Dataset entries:
....................
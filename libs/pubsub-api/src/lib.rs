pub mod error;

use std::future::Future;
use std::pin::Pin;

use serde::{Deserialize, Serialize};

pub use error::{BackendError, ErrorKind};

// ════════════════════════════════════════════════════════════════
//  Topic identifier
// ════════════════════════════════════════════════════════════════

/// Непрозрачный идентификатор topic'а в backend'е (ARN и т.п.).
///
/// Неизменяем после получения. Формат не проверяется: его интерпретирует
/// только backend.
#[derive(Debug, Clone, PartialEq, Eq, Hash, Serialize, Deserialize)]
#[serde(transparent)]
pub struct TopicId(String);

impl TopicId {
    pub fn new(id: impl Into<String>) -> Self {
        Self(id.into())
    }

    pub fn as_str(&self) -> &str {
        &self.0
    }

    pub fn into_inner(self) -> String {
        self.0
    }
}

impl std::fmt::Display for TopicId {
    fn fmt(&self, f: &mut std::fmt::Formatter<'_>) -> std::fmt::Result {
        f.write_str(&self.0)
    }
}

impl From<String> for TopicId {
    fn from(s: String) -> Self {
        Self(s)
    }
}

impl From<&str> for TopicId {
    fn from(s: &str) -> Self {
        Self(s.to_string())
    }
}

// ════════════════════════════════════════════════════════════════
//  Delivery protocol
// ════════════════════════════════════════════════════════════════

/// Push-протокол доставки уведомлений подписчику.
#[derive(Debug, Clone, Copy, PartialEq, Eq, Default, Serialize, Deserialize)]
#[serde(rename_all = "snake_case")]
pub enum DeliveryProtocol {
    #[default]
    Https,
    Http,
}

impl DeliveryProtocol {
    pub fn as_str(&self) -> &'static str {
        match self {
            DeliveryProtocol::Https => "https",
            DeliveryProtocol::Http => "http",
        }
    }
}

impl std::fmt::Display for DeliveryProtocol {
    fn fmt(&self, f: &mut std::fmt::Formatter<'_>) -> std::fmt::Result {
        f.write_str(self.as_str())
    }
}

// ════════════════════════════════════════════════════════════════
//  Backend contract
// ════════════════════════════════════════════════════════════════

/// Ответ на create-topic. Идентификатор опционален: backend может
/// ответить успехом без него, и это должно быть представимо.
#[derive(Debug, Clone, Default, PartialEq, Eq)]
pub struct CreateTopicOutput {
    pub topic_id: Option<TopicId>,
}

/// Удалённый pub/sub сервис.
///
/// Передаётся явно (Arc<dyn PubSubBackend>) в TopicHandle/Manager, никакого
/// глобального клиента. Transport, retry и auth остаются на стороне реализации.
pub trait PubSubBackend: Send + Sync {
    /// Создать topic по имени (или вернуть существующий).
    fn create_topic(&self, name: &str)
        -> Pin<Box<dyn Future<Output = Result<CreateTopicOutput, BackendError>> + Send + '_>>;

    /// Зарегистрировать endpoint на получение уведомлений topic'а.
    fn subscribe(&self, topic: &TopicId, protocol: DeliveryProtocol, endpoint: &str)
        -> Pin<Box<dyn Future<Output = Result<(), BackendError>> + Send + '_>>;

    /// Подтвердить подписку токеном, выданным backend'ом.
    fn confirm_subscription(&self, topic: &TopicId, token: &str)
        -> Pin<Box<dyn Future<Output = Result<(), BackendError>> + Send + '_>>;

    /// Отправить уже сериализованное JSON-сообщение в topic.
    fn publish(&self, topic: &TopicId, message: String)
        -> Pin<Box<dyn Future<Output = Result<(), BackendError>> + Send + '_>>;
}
....................
YOUR TASK:
Your answer should be a single number: the count of lines in the entries that hold the string "impl".

SOLUTION FOR THIS TASK:
7